The song returned to the UK Top 20 in 1991, peaking at number 13, after being used in a TV commercial for Levi's starring Brad Pitt. A version of the song by British rockabilly band The Big Six was used in The Truman Show in 1998. The song was also used in the opening of the 2016 film The Purge: Election Year, it also is the name of Magent Magent's Stand in Steel Ball Run, seventh part of the manga JoJo's Bizarre Adventure by Hirohiko Araki, and it is the namesake of the manga series 20th Century Boys by Naoki Urasawa.

==Track listing==
1. "20th Century Boy" -
2. "Free Angel" -

==Charts==

| Chart (1973) | Peak position |
|---|---|
| Australia (Kent Music Report) | 57 |
| Ireland (IRMA) | 1 |
| Norway (VG-lista) | 9 |
| Spain (AFE) | 28 |
| UK Singles (Official Charts) | 3 |
| West Germany (GfK) | 8 |

| Chart (1991–1992) | Peak position |
|---|---|
| Denmark (IFPI) | 5 |
| Finland (Suomen virallinen lista) | 13 |
| Ireland (IRMA) | 8 |
| Luxembourg (Radio Luxembourg) | 5 |
| New Zealand (Recorded Music NZ) | 9 |
| Sweden (Sverigetopplistan) | 39 |
| Switzerland (Schweizer Hitparade) | 27 |
| UK Singles (Official Charts) | 13 |
| UK Airplay (Music Week) | 12 |

==Certifications==

| Region | Certification | Certified units/sales |
| United Kingdom (BPI) | Silver | 200,000^{‡} |
^{‡} Sales+streaming figures based on certification alone.

==Covers and renditions==
===Siouxsie and the Banshees version===
British post-punk band Siouxsie and the Banshees recorded a version of the song as the B-side to their single The Staircase (Mystery), released 23 March 1979.

| Chart (1979) | Peak position |
|---|---|
| UK Singles (OCC) | 8 |

===Girlschool version===
In 1983, British rock band Girlschool recorded the song for their fourth studio album, Play Dirty, and it was released by Bronze Records as the album's lead single in October 1983. Girlschool's version was produced by Jim Lea and Noddy Holder of Slade.

| Chart (1983) | Peak position |
|---|---|
| UK Heavy Metal Singles (MRIB) | 8 |

===Chalk Circle version===
Canadian rock band Chalk Circle covered "20th Century Boy" in 1987.

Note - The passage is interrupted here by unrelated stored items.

//! Splitting multi-file `git diff` output into per-file hunk lists.

use std::fmt;
use std::path::{Path, PathBuf};

use cadence_core::CadenceError;

use crate::hunk::Hunk;
use crate::parser::{header_line_counts, parse_hunks};

/// A complete diff for a single file, containing zero or more hunks.
///
/// # Examples
///
/// ```
/// use cadence_difflens::files::split_unified_diff;
///
/// let diff = concat!(
///     "diff --git a/hello.rs b/hello.rs\n",
///     "--- a/hello.rs\n",
///     "+++ b/hello.rs\n",
///     "@@ -1,2 +1,3 @@\n",
///     " fn main() {\n",
///     "+    println!(\"hello\");\n",
///     " }\n",
/// );
/// let files = split_unified_diff(diff).unwrap();
/// assert_eq!(files.len(), 1);
/// assert_eq!(files[0].hunks.len(), 1);
/// assert_eq!(files[0].hunks[0].additions, 1);
/// ```
#[derive(Debug, Clone)]
pub struct FileDiff {
    /// Path in the old version.
    pub old_path: PathBuf,
    /// Path in the new version.
    pub new_path: PathBuf,
    /// Parsed hunks for this file.
    pub hunks: Vec<Hunk>,
    /// Whether this is a newly created file.
    pub is_new_file: bool,
    /// Whether this file was deleted.
    pub is_deleted_file: bool,
    /// Whether this file was renamed.
    pub is_rename: bool,
}

impl FileDiff {
    /// The path that identifies this file: the old path for deletions,
    /// otherwise the new path.
    pub fn path(&self) -> &Path {
        if self.is_deleted_file {
            &self.old_path
        } else {
            &self.new_path
        }
    }
}

impl fmt::Display for FileDiff {
    fn fmt(&self, f: &mut fmt::Formatter<'_>) -> fmt::Result {
        write!(f, "{} ({} hunks)", self.path().display(), self.hunks.len())
    }
}

/// Per-file state while scanning; hunk lines are collected and parsed when
/// the file ends.
struct PendingFile<'a> {
    old_path: PathBuf,
    new_path: PathBuf,
    body: Vec<&'a str>,
    old_remaining: u32,
    new_remaining: u32,
    is_new_file: bool,
    is_deleted_file: bool,
    is_rename: bool,
    is_binary: bool,
}

impl<'a> PendingFile<'a> {
    fn new() -> Self {
        Self {
            old_path: PathBuf::new(),
            new_path: PathBuf::new(),
            body: Vec::new(),
            old_remaining: 0,
            new_remaining: 0,
            is_new_file: false,
            is_deleted_file: false,
            is_rename: false,
            is_binary: false,
        }
    }

    fn in_hunks(&self) -> bool {
        !self.body.is_empty()
    }

    /// Whether the current hunk still expects body lines per its header.
    fn hunk_open(&self) -> bool {
        self.old_remaining > 0 || self.new_remaining > 0
    }

    fn start_hunk(&mut self, header: &'a str) {
        let (old, new) = header_line_counts(header).unwrap_or_default();
        self.old_remaining = old;
        self.new_remaining = new;
        self.body.push(header);
    }

    fn push_hunk_line(&mut self, line: &'a str) {
        match line.chars().next() {
            Some('-') => self.old_remaining = self.old_remaining.saturating_sub(1),
            Some('+') => self.new_remaining = self.new_remaining.saturating_sub(1),
            Some('\\') => {}
            _ => {
                self.old_remaining = self.old_remaining.saturating_sub(1);
                self.new_remaining = self.new_remaining.saturating_sub(1);
            }
        }
        self.body.push(line);
    }

    fn finish(self) -> Result<Option<FileDiff>, CadenceError> {
        if self.is_binary {
            return Ok(None);
        }
        let mut file = FileDiff {
            old_path: self.old_path,
            new_path: self.new_path,
            hunks: Vec::new(),
            is_new_file: self.is_new_file,
            is_deleted_file: self.is_deleted_file,
            is_rename: self.is_rename,
        };
        let path = file.path().display().to_string();
        file.hunks = parse_hunks(&self.body.join("\n")).map_err(|e| e.in_file(path))?;
        Ok(Some(file))
    }
}

/// Split a unified diff (as produced by `git diff`) into [`FileDiff`]s and
/// parse each file's hunks with [`parse_hunks`].
///
/// Handles new, deleted, renamed, and binary files (binary files are
/// dropped). Patches without a `diff --git` line start a file at `--- `.
///
/// # Errors
///
/// Returns [`CadenceError::Diff`] wrapping
/// [`CadenceError::MalformedHunkHeader`] if any hunk header is malformed.
///
/// # Examples
///
/// ```
/// use cadence_difflens::files::split_unified_diff;
///
/// let files = split_unified_diff("").unwrap();
/// assert!(files.is_empty());
/// ```
pub fn split_unified_diff(input: &str) -> Result<Vec<FileDiff>, CadenceError> {
    let mut files: Vec<FileDiff> = Vec::new();
    let mut current: Option<PendingFile<'_>> = None;
    let mut lines = input.lines().peekable();

    while let Some(line) = lines.next() {
        if line.starts_with("diff --git ") {
            if let Some(file) = current.take() {
                files.extend(file.finish()?);
            }
            current = Some(PendingFile::new());
            continue;
        }

        if line.starts_with("@@") {
            if let Some(file) = current.as_mut() {
                file.start_hunk(line);
            }
            continue;
        }

        // Body lines are consumed until the header's old and new counts are
        // exhausted, so `--- `/`+++ ` pairs inside a hunk stay in the hunk.
        if let Some(file) = current.as_mut().filter(|file| file.hunk_open()) {
            file.push_hunk_line(line);
            continue;
        }

        // A `--- ` line directly followed by `+++ ` starts a new file when it
        // appears after hunks or with no `diff --git` line at all.
        let next_is_new_path = lines.peek().is_some_and(|l| l.starts_with("+++ "));
        if line.starts_with("--- ") && next_is_new_path {
            let starts_new = match current.as_ref() {
                None => true,
                Some(file) => file.in_hunks(),
            };
            if starts_new {
                if let Some(file) = current.take() {
                    files.extend(file.finish()?);
                }
                current = Some(PendingFile::new());
            }
        }

        let Some(file) = current.as_mut() else {
            continue;
        };

        if file.in_hunks() {
            file.body.push(line);
            continue;
        }

        if line.starts_with("Binary files ") && line.ends_with(" differ") {
            file.is_binary = true;
            continue;
        }

        if line.starts_with("new file mode") {
            file.is_new_file = true;
            continue;
        }

        if line.starts_with("deleted file mode") {
            file.is_deleted_file = true;
            continue;
        }

        if let Some(path) = line.strip_prefix("rename from ") {
            file.is_rename = true;
            file.old_path = PathBuf::from(path);
            continue;
        }

        if let Some(path) = line.strip_prefix("rename to ") {
            file.is_rename = true;
            file.new_path = PathBuf::from(path);
            continue;
        }

        if let Some(path) = line.strip_prefix("--- ") {
            file.old_path = parse_path(path);
            if path == "/dev/null" {
                file.is_new_file = true;
            }
            continue;
        }

        if let Some(path) = line.strip_prefix("+++ ") {
            file.new_path = parse_path(path);
            if path == "/dev/null" {
                file.is_deleted_file = true;
            }
            continue;
        }
    }

    if let Some(file) = current.take() {
        files.extend(file.finish()?);
    }

    Ok(files)
}

fn parse_path(raw: &str) -> PathBuf {
    let normalized = raw.trim_matches('"');

    if normalized == "/dev/null" {
        return PathBuf::from("/dev/null");
    }

    let stripped = normalized
        .strip_prefix("a/")
        .or_else(|| normalized.strip_prefix("b/"))
        .unwrap_or(normalized);

    PathBuf::from(stripped)
}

| Chart (1987) | Peak position |
|---|---|
| Canada (Cancon) | 9 |
| Canada Top Singles (RPM) | 44 |

=== Def Leppard version ===

English hard rock band Def Leppard covered the song on their 2006 album, Yeah!, which features cover versions of 1970s rock hits. It was released as the third and final single from the album, on 21 August 2006. The band used the song extensively as promotion for including two TV appearances and a regular rotation in the setlist of their 2006 Yeah! Tour. Def Leppard performed "20th Century Boy" on The Tonight Show with Jay Leno on 23 May 2006 two days before performing the song with Queen's Brian May on VH1 Rock Honors broadcast on 31 May.
===Placebo version===
British alternative rock band Placebo covered "20th Century Boy" for the soundtrack of Todd Haynes' 1998 film Velvet Goldmine, in which the band members appear as a fictional glam rock band within the film. The song is included on their 2003 compilation album, Covers.